For the analysis pairing diagnosis and relapse samples based on low-recurrence, highly destabilized ESLs, a permutation test was performed to evaluate the probability of obtaining a similar matching success rate by chance. For each cancer-type dataset, 1,000 simulations were performed in which 15 random low-recurrence ESLs were selected for each patient. In each iteration, the total number of randomly selected sites (n = 15 times the number of patients) was then used to perform unsupervised clustering, with Ward’s linkage method and Pearson’s correlation as the distance metric. The P-value was defined as the proportion of simulations in which the number of correctly paired patients equaled or exceeded the observed count, reflecting the likelihood of achieving such a result by chance.

Statistics and reproducibility

Statistical analysis was done with R/RStudio version 4.2.2 and Python version 3.1.1. Statistics for each analysis are described in the relevant section.
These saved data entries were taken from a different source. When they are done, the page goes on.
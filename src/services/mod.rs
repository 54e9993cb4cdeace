//! Business logic services

pub mod catalog;
pub mod loans;
pub mod users;

use crate::repository::Repository;

/// Container for all services
#[derive(Clone)]
pub struct Services {
    pub repository: Repository,
    pub users: users::UsersService,
    pub catalog: catalog::CatalogService,
    pub loans: loans::LoansService,
}

impl Services {
    /// Create all services with the given repository
    pub fn new(repository: Repository) -> Self {
        Self {
            users: users::UsersService::new(repository.clone()),
            catalog: catalog::CatalogService::new(repository.clone()),
            loans: loans::LoansService::new(repository.clone()),
            repository,
        }
    }
}
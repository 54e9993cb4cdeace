//! Loan management service

use serde_json::Value;

use crate::{
    error::AppResult,
    models::loan::{BorrowedBook, BorrowedBookShort, CreateLoan, ReturnLoan},
    repository::Repository,
};

#[derive(Clone)]
pub struct LoansService {
    repository: Repository,
}

impl LoansService {
    pub fn new(repository: Repository) -> Self {
        Self { repository }
    }

    /// Books currently out on loan
    pub async fn list_open(&self) -> AppResult<Vec<BorrowedBookShort>> {
        let loans = self.repository.loans.list_open().await?;
        Ok(loans.into_iter().map(BorrowedBookShort::from).collect())
    }

    /// Borrow a book. Unknown users or books are rejected by the store.
    pub async fn borrow(&self, loan: CreateLoan) -> AppResult<BorrowedBook> {
        let created = self.repository.loans.create(&loan).await?;
        tracing::info!("User {} borrowed book {}", created.user_id, created.book_id);
        Ok(created)
    }

    /// Return a borrowed book.
    /// An unknown or already closed loan answers NotFound before the payload is decoded.
    pub async fn return_book(
        &self,
        user_id: i64,
        book_id: i64,
        payload: Value,
    ) -> AppResult<BorrowedBook> {
        self.repository.loans.get_open(user_id, book_id).await?;

        let request: ReturnLoan = serde_json::from_value(payload)?;
        let returned = self
            .repository
            .loans
            .close(user_id, book_id, request.return_date)
            .await?;
        tracing::info!("User {} returned book {}", user_id, book_id);
        Ok(returned)
    }
}
//! Borrowed books repository for database operations

use chrono::NaiveDate;
use sqlx::{Pool, Sqlite};

use crate::{
    error::{AppError, AppResult},
    models::loan::{BorrowedBook, CreateLoan},
};

#[derive(Clone)]
pub struct LoansRepository {
    pool: Pool<Sqlite>,
}

impl LoansRepository {
    pub fn new(pool: Pool<Sqlite>) -> Self {
        Self { pool }
    }

    /// Open loans, oldest first
    pub async fn list_open(&self) -> AppResult<Vec<BorrowedBook>> {
        let loans = sqlx::query_as::<_, BorrowedBook>(
            r#"
            SELECT user_id, book_id, borrow_date, return_date
            FROM borrowed_books
            WHERE return_date IS NULL
            ORDER BY rowid
            "#,
        )
        .fetch_all(&self.pool)
        .await?;
        Ok(loans)
    }

    /// Record a new open loan.
    ///
    /// The (user, book) pair is the primary key, so a pair that was borrowed
    /// once can never be borrowed again, even after it was returned.
    pub async fn create(&self, loan: &CreateLoan) -> AppResult<BorrowedBook> {
        let created = sqlx::query_as::<_, BorrowedBook>(
            r#"
            INSERT INTO borrowed_books (user_id, book_id, borrow_date, return_date)
            VALUES ($1, $2, $3, NULL)
            RETURNING user_id, book_id, borrow_date, return_date
            "#,
        )
        .bind(loan.user_id)
        .bind(loan.book_id)
        .bind(loan.borrow_date)
        .fetch_one(&self.pool)
        .await?;

        Ok(created)
    }

    /// Get the open loan of `book_id` by `user_id`
    pub async fn get_open(&self, user_id: i64, book_id: i64) -> AppResult<BorrowedBook> {
        sqlx::query_as::<_, BorrowedBook>(
            r#"
            SELECT user_id, book_id, borrow_date, return_date
            FROM borrowed_books
            WHERE user_id = $1 AND book_id = $2 AND return_date IS NULL
            "#,
        )
        .bind(user_id)
        .bind(book_id)
        .fetch_optional(&self.pool)
        .await?
        .ok_or_else(|| no_open_loan(user_id, book_id))
    }

    /// Close the open loan of `book_id` by `user_id`
    pub async fn close(
        &self,
        user_id: i64,
        book_id: i64,
        return_date: NaiveDate,
    ) -> AppResult<BorrowedBook> {
        sqlx::query_as::<_, BorrowedBook>(
            r#"
            UPDATE borrowed_books
            SET return_date = $1
            WHERE user_id = $2 AND book_id = $3 AND return_date IS NULL
            RETURNING user_id, book_id, borrow_date, return_date
            "#,
        )
        .bind(return_date)
        .bind(user_id)
        .bind(book_id)
        .fetch_optional(&self.pool)
        .await?
        .ok_or_else(|| no_open_loan(user_id, book_id))
    }
}

fn no_open_loan(user_id: i64, book_id: i64) -> AppError {
    AppError::NotFound(format!("No open loan of book {} by user {}", book_id, user_id))
}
For the cardiogenic shock cohort, sample size was determined by power analysis. For all other cohorts, sample sizes were based on the maximum number of available samples or data. In the Framingham Heart Study cohort, participants who had already experienced the endpoints of interest prior to sampling were excluded; no other samples were excluded. As this study retrospectively examines associations between abnormal methylation at specific loci and disease states, no treatments were tested, and the experiments were not randomized. The Investigators were not blinded to allocation during experiments and outcome assessment, as blinding was not relevant for the reported analyses.

Consideration of sex and gender

CpG sites on sex chromosomes were excluded to ensure results are generalizable across sexes. Perturbation of autosomal ESLs was analyzed separately in males and females with chronic lymphocytic leukemia, demonstrating that this phenomenon occurs independently of sex. Biological sex was included as a covariate in Cox proportional hazards regression analyses of the Framingham Heart Study cohort. Gender-based analyses were not carried out due to the limited reporting of gender information in the available datasets.

Reporting summary

Further information on research design is available in the Nature Portfolio Reporting Summary linked to this article.